The latest Reallymoving House Price Forecast shows residential property prices will rise by just 0.1% over the final quarter of 2021 as the post-pandemic property market settles into a period of slower growth.
Prices will rise 1.3% in October, but decline by 0.1% in November and 1.1% in December. Conveyancing quote volumes are also on a downward trend, indicating a drop in buyer demand.
Conveyancing quote volumes continue to decline steadily, falling 4% between August and September, further indicating that buyer demand is settling back down to more normal levels.
Reallymoving captures the purchase price buyers have agreed to pay when they search for conveyancing quotes through the comparison site, typically 12 weeks before they complete. This enables reallymoving to provide a three-month house price forecast that historically has closely tracked the Land Registry’s Price Paid data, published retrospectively.
It is estimated that house prices will rise by 1.3% in October as a result of deals agreed between buyers and sellers in July due to continued strong demand post stamp duty holiday and the limited supply of new properties coming on the market, creating greater competition for homes. This will be followed by a marginal fall of 0.1% in November and a larger drop of 1.1% in December, reflecting a drop in demand from buyers in the late summer as the post-pandemic property boom began to subside.
Following months of strong growth, house prices will rise by just 0.1% in the final quarter of 2021, bringing the average house price to £335,924 at the end of the year.
The shortage of stock as reported by agents is supporting property prices as the market adjusts to the end of all stamp duty incentives and the end of the furlough scheme, with the prospect of an imminent base rate rise an added incentive for buyers to get deals done as quickly as possible and secure a fixed rate mortgage deal while low-cost deals remain.
Rob Houghton, CEO of reallymoving, commented: “A return to slower growth and a steadier housing market is welcome, but there are a number of factors converging which could knock consumer confidence over the coming months such as the supply chain crisis, rising inflation and living costs, plus the prospect of increasing interest rates – though it’s too early to see their impact in the data yet.
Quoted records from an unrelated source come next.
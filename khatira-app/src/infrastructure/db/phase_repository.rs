use super::entities::{phase, EventPhase};
use crate::domain::Phase;
use sea_orm::{entity::*, ConnectionTrait, DatabaseConnection, DbErr};

#[derive(Clone)]
pub struct PhaseRepository {
    db: DatabaseConnection,
}

impl PhaseRepository {
    pub fn new(db: DatabaseConnection) -> Self {
        Self { db }
    }

    pub async fn current(&self) -> Result<Phase, DbErr> {
        Self::current_on(&self.db).await
    }

    /// Reads the phase on `conn`, which may be an open transaction.
    /// A missing row means the event has not moved past submission.
    pub async fn current_on<C: ConnectionTrait>(conn: &C) -> Result<Phase, DbErr> {
        match EventPhase::find_by_id(phase::SINGLETON_ID).one(conn).await? {
            Some(row) => Phase::try_from(row.current_phase).map_err(|_| {
                DbErr::Custom(format!("stored phase {} is out of range", row.current_phase))
            }),
            None => Ok(Phase::default()),
        }
    }

    pub async fn set(&self, new_phase: Phase) -> Result<(), DbErr> {
        let now = chrono::Utc::now();
        match EventPhase::find_by_id(phase::SINGLETON_ID).one(&self.db).await? {
            Some(existing) => {
                let mut active: phase::ActiveModel = existing.into();
                active.current_phase = Set(new_phase.as_i32());
                active.updated_at = Set(now);
                active.update(&self.db).await?;
            }
            None => {
                Self::insert(&self.db, new_phase).await?;
            }
        }
        Ok(())
    }

    pub(crate) async fn seed(&self) -> Result<(), DbErr> {
        if EventPhase::find_by_id(phase::SINGLETON_ID)
            .one(&self.db)
            .await?
            .is_none()
        {
            Self::insert(&self.db, Phase::default()).await?;
        }
        Ok(())
    }

    async fn insert<C: ConnectionTrait>(conn: &C, value: Phase) -> Result<phase::Model, DbErr> {
        let active = phase::ActiveModel {
            id: Set(phase::SINGLETON_ID),
            current_phase: Set(value.as_i32()),
            updated_at: Set(chrono::Utc::now()),
        };
        active.insert(conn).await
    }
}
use super::entities::{session, Session};
use sea_orm::sea_query::OnConflict;
use sea_orm::{entity::*, query::*, DatabaseConnection, DbErr, SqlErr};

/// Opaque session payloads keyed by session id.
#[derive(Clone)]
pub struct SessionRepository {
    db: DatabaseConnection,
}

impl SessionRepository {
    pub fn new(db: DatabaseConnection) -> Self {
        Self { db }
    }

    /// The stored payload, unless it has expired.
    pub async fn load(&self, id: &str) -> Result<Option<String>, DbErr> {
        let row = Session::find_by_id(id.to_owned())
            .filter(session::Column::ExpiresAt.gt(now()))
            .one(&self.db)
            .await?;
        Ok(row.map(|row| row.data))
    }

    /// Inserts a fresh session. Returns false when the id is already taken.
    pub async fn create(&self, id: &str, data: String, expires_at: i64) -> Result<bool, DbErr> {
        let result = Session::insert(active(id, data, expires_at))
            .exec_without_returning(&self.db)
            .await;

        match result {
            Ok(_) => Ok(true),
            Err(err) if matches!(err.sql_err(), Some(SqlErr::UniqueConstraintViolation(_))) => {
                Ok(false)
            }
            Err(err) => Err(err),
        }
    }

    pub async fn save(&self, id: &str, data: String, expires_at: i64) -> Result<(), DbErr> {
        Session::insert(active(id, data, expires_at))
            .on_conflict(
                OnConflict::column(session::Column::Id)
                    .update_columns([session::Column::Data, session::Column::ExpiresAt])
                    .to_owned(),
            )
            .exec_without_returning(&self.db)
            .await?;
        Ok(())
    }

    pub async fn delete(&self, id: &str) -> Result<(), DbErr> {
        Session::delete_by_id(id.to_owned()).exec(&self.db).await?;
        Ok(())
    }

    /// Drops every expired session and returns how many went.
    pub async fn delete_expired(&self) -> Result<u64, DbErr> {
        let result = Session::delete_many()
            .filter(session::Column::ExpiresAt.lte(now()))
            .exec(&self.db)
            .await?;
        Ok(result.rows_affected)
    }
}

fn active(id: &str, data: String, expires_at: i64) -> session::ActiveModel {
    session::ActiveModel {
        id: Set(id.to_owned()),
        data: Set(data),
        expires_at: Set(expires_at),
    }
}

fn now() -> i64 {
    chrono::Utc::now().timestamp()
}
While the reduced supply of new homes for sale is making things difficult, buyers who are ready to move now are keen to press ahead and lock in a fixed-rate mortgage deal, helping keep their borrowing costs low.
“First-time buyers who have found themselves increasingly priced out of the market will be encouraged by evidence that the post-pandemic property boom is running out of steam, with prices falling over the final quarter in five UK regions and less competition for starter homes now that stamp duty incentives are over.
“For those who have held off making their move due to the frenzied market conditions over the last few months, now is a good time to buy and lock in a five-year fixed rate deal that will insulate them from any imminent rate rises and make it easier to ride out any short-term inflationary pressures.”